Still, most agreed with Court TV Vice President Ed Hersh when he thanked the organizers for a filmmaker-friendly environment, saying, "This is an industry event that you actually want to go to." Hersh was there to explain that Court TV was opening up to more authored documentaries, as it beefed up its not-for-the-ratings-but-the-prestige side of the channel. Among other presenters, Satnam Matharu from the Al-Jazeera Channel announced the channel's interest in co-productions, with the hope that its 32 hours a week of documentary programming could grow up to be a stand-alone channel.
This year, Hot Docs featured Israeli cinema, with 14 films in its "Spotlight" strand. Among the films to attract attention was Anat Zuria's doc about the difficulty for Israeli women to win a divorce, Sentenced to Marriage, which earned Best Documentary in the Spotlight honors. Hot Docs also featured retrospectives on two filmmakers: Canadian documentarian Larry Weinstein, renowned for well-told, thoughtfully constructed films about music (most recently, the engaging Beethoven's Hair), and US documentarian Errol Morris, honored with an Outstanding Achievement Retrospective. Australian Dennis O'Rourke and American Eugene Jarecki both offered master classes.
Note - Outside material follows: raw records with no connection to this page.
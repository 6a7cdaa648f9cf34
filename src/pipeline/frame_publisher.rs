// src/pipeline/frame_publisher.rs
//
// Producer side of the frame fanout. One OS thread runs every lane's
// processor once per tick, then publishes counts and frames into shared
// state in a single critical section. Blocking decode and detection
// happen before the lock is taken.

use super::metrics::PipelineMetrics;
use super::shared_state::SharedHandle;
use super::shutdown::Shutdown;
use crate::error::DetectorError;
use crate::lane_processor::LaneProcessor;
use crate::types::{Frame, LaneSample};
use crate::vehicle_detection::{DetectParams, Detection, Detector};
use anyhow::{Context, Result};
use std::thread::{self, JoinHandle};
use std::time::{Duration, Instant};
use tracing::{debug, info, trace};

const STATS_EVERY_TICKS: u64 = 300;

pub struct FramePublisher {
    lanes: Vec<LaneProcessor>,
    detector: Box<dyn Detector>,
    shared: SharedHandle,
    metrics: PipelineMetrics,
    tick_interval: Duration,
    ticks: u64,
}

impl FramePublisher {
    pub fn new(
        lanes: Vec<LaneProcessor>,
        detector: Box<dyn Detector>,
        shared: SharedHandle,
        metrics: PipelineMetrics,
        tick_interval: Duration,
    ) -> Self {
        Self {
            lanes,
            detector,
            shared,
            metrics,
            tick_interval,
            ticks: 0,
        }
    }

    /// Runs every lane once and publishes the results.
    pub fn tick(&mut self) {
        let started = Instant::now();

        let detector = self.detector.as_mut();
        let mut samples: Vec<LaneSample> = Vec::with_capacity(self.lanes.len());
        let mut detector_runs = 0;
        for lane in self.lanes.iter_mut() {
            let runs_before = lane.scheduler().get_stats().invocations;
            let sample = lane.process(detector);
            detector_runs += lane.scheduler().get_stats().invocations - runs_before;

            if lane.is_enabled() && sample.frame.is_none() {
                self.metrics.inc(&self.metrics.source_failures);
            }
            trace!(
                "Lane {} frame {}: raw={} smoothed={:.2} boxes={:?}",
                sample.lane_id,
                sample.frame_index,
                sample.raw_count,
                sample.smoothed_count,
                sample
                    .bounding_boxes
                    .iter()
                    .map(|d| d.class_name.as_str())
                    .collect::<Vec<_>>()
            );
            samples.push(sample);
        }

        let replaced = self.shared.publish_tick(samples);

        self.ticks += 1;
        self.metrics.inc(&self.metrics.total_ticks);
        self.metrics.add(&self.metrics.detector_runs, detector_runs);
        self.metrics.add(&self.metrics.frames_published, replaced as u64);
        self.metrics
            .set_timing(&self.metrics.tick_time_us, started.elapsed().as_micros() as u64);

        if self.ticks % STATS_EVERY_TICKS == 0 {
            let counts: Vec<u32> = self.lanes.iter().map(|l| l.stable_count()).collect();
            let detections: Vec<String> = self
                .lanes
                .iter()
                .map(|l| {
                    let stats = l.scheduler().get_stats();
                    format!("{}/{}", stats.invocations, stats.total_frames)
                })
                .collect();
            debug!(
                "Tick {}: counts={:?} detections={:?} fps={:.1} last_tick={}us",
                self.ticks,
                counts,
                detections,
                self.metrics.fps(),
                started.elapsed().as_micros()
            );
        }
    }

    /// Ticks at the configured cadence until shutdown. A slow tick is not
    /// caught up; the next one starts immediately.
    pub fn run(mut self, shutdown: Shutdown) {
        info!(
            "Frame publisher started: {} lanes, tick {:?}",
            self.lanes.len(),
            self.tick_interval
        );

        while !shutdown.is_triggered() {
            let started = Instant::now();
            self.tick();
            if let Some(remaining) = self.tick_interval.checked_sub(started.elapsed()) {
                thread::sleep(remaining);
            }
        }

        info!("Frame publisher stopped after {} ticks", self.ticks);
    }

    pub fn spawn(self, shutdown: Shutdown) -> Result<JoinHandle<()>> {
        thread::Builder::new()
            .name("frame-publisher".to_string())
            .spawn(move || self.run(shutdown))
            .context("Failed to spawn frame publisher thread")
    }
}

/// Counts detector failures into the pipeline metrics.
pub struct CountingDetector<D: Detector> {
    inner: D,
    metrics: PipelineMetrics,
}

impl<D: Detector> CountingDetector<D> {
    pub fn new(inner: D, metrics: PipelineMetrics) -> Self {
        Self { inner, metrics }
    }
}

impl<D: Detector> Detector for CountingDetector<D> {
    fn detect(
        &mut self,
        frame: &Frame,
        params: &DetectParams,
    ) -> Result<Vec<Detection>, DetectorError> {
        let result = self.inner.detect(frame, params);
        if result.is_err() {
            self.metrics.inc(&self.metrics.detector_failures);
        }
        result
    }
}
// src/config.rs

use crate::types::{Config, NUM_LANES};
use anyhow::{bail, Context, Result};
use std::fs;
use std::path::Path;
use tracing::{info, warn};

/// Where the startup configuration came from. Logged by the caller once
/// the subscriber is installed.
#[derive(Debug, Clone, Copy, PartialEq, Eq)]
pub enum ConfigOrigin {
    File,
    Defaults,
}

impl ConfigOrigin {
    pub fn log(self, path: &str) {
        match self {
            ConfigOrigin::File => info!("✓ Configuration loaded from {}", path),
            ConfigOrigin::Defaults => warn!("{} not found, using default configuration", path),
        }
    }
}

impl Config {
    pub fn load(path: &str) -> Result<Self> {
        let contents =
            fs::read_to_string(path).with_context(|| format!("Failed to read {}", path))?;
        let config: Config = serde_yaml::from_str(&contents)
            .with_context(|| format!("Failed to parse {}", path))?;
        Ok(config)
    }

    /// Loads `path` when it exists, otherwise falls back to defaults.
    pub fn load_or_default(path: &str) -> Result<(Self, ConfigOrigin)> {
        if Path::new(path).exists() {
            Ok((Self::load(path)?, ConfigOrigin::File))
        } else {
            Ok((Self::default(), ConfigOrigin::Defaults))
        }
    }

    pub fn apply_env_overrides(&mut self) {
        self.apply_overrides(|key| std::env::var(key).ok());
    }

    /// Applies FAST_MODE / INFER_EVERY / COUNT_SMOOTH_ALPHA /
    /// ANALYTICS_POINTS / PORT. Bad values are logged and skipped.
    pub fn apply_overrides<F>(&mut self, lookup: F)
    where
        F: Fn(&str) -> Option<String>,
    {
        if let Some(raw) = lookup("FAST_MODE") {
            match parse_bool(&raw) {
                Some(v) => self.detection.fast_mode = v,
                None => warn!("Ignoring FAST_MODE={:?}: not a boolean", raw),
            }
        }

        if let Some(raw) = lookup("INFER_EVERY") {
            match raw.trim().parse::<u32>() {
                Ok(n) if n >= 1 => self.detection.infer_every = Some(n),
                _ => warn!("Ignoring INFER_EVERY={:?}: expected integer >= 1", raw),
            }
        }

        if let Some(raw) = lookup("COUNT_SMOOTH_ALPHA") {
            match raw.trim().parse::<f32>() {
                Ok(a) if a > 0.0 && a <= 1.0 => self.detection.smoothing_alpha = a,
                _ => warn!("Ignoring COUNT_SMOOTH_ALPHA={:?}: expected (0, 1]", raw),
            }
        }

        if let Some(raw) = lookup("ANALYTICS_POINTS") {
            match raw.trim().parse::<usize>() {
                Ok(n) if n >= 1 => self.analytics.max_points = n,
                _ => warn!("Ignoring ANALYTICS_POINTS={:?}: expected integer >= 1", raw),
            }
        }

        if let Some(raw) = lookup("PORT") {
            match raw.trim().parse::<u16>() {
                Ok(p) => self.server.port = p,
                Err(_) => warn!("Ignoring PORT={:?}: not a port number", raw),
            }
        }
    }

    pub fn validate(&self) -> Result<()> {
        if self.lanes.sources.len() != NUM_LANES {
            bail!(
                "lanes.sources must list exactly {} entries, got {}",
                NUM_LANES,
                self.lanes.sources.len()
            );
        }
        if self.lanes.frame_width == 0 || self.lanes.frame_height == 0 {
            bail!("lanes.frame_width and lanes.frame_height must be non-zero");
        }
        if self.detection.infer_every == Some(0) {
            bail!("detection.infer_every must be >= 1");
        }
        let alpha = self.detection.smoothing_alpha;
        if !(alpha > 0.0 && alpha <= 1.0) {
            bail!("detection.smoothing_alpha must be in (0, 1], got {}", alpha);
        }
        if self.analytics.max_points == 0 {
            bail!("analytics.max_points must be >= 1");
        }
        if self.analytics.interval_secs == 0 {
            bail!("analytics.interval_secs must be >= 1");
        }
        if self.pipeline.tick_interval_ms == 0 || self.pipeline.stream_retry_ms == 0 {
            bail!("pipeline intervals must be non-zero");
        }
        if !(1..=100).contains(&self.pipeline.jpeg_quality) {
            bail!(
                "pipeline.jpeg_quality must be in [1, 100], got {}",
                self.pipeline.jpeg_quality
            );
        }
        Ok(())
    }
}

fn parse_bool(raw: &str) -> Option<bool> {
    match raw.trim().to_ascii_lowercase().as_str() {
        "1" | "true" | "yes" | "on" => Some(true),
        "0" | "false" | "no" | "off" | "" => Some(false),
        _ => None,
    }
}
Hot Docs is also a beloved local event. The sight of a snaking line of people patiently waiting in the spring chill for the next screening of a doc from Colombia (La Sierra, a stunning vérité view from the slums, by Scott Dalton and Margarita Martinez) is powerful testimony.
Pat Aufderheide is a professor at American University, where she is also co-director of the Project on Intellectual Property there.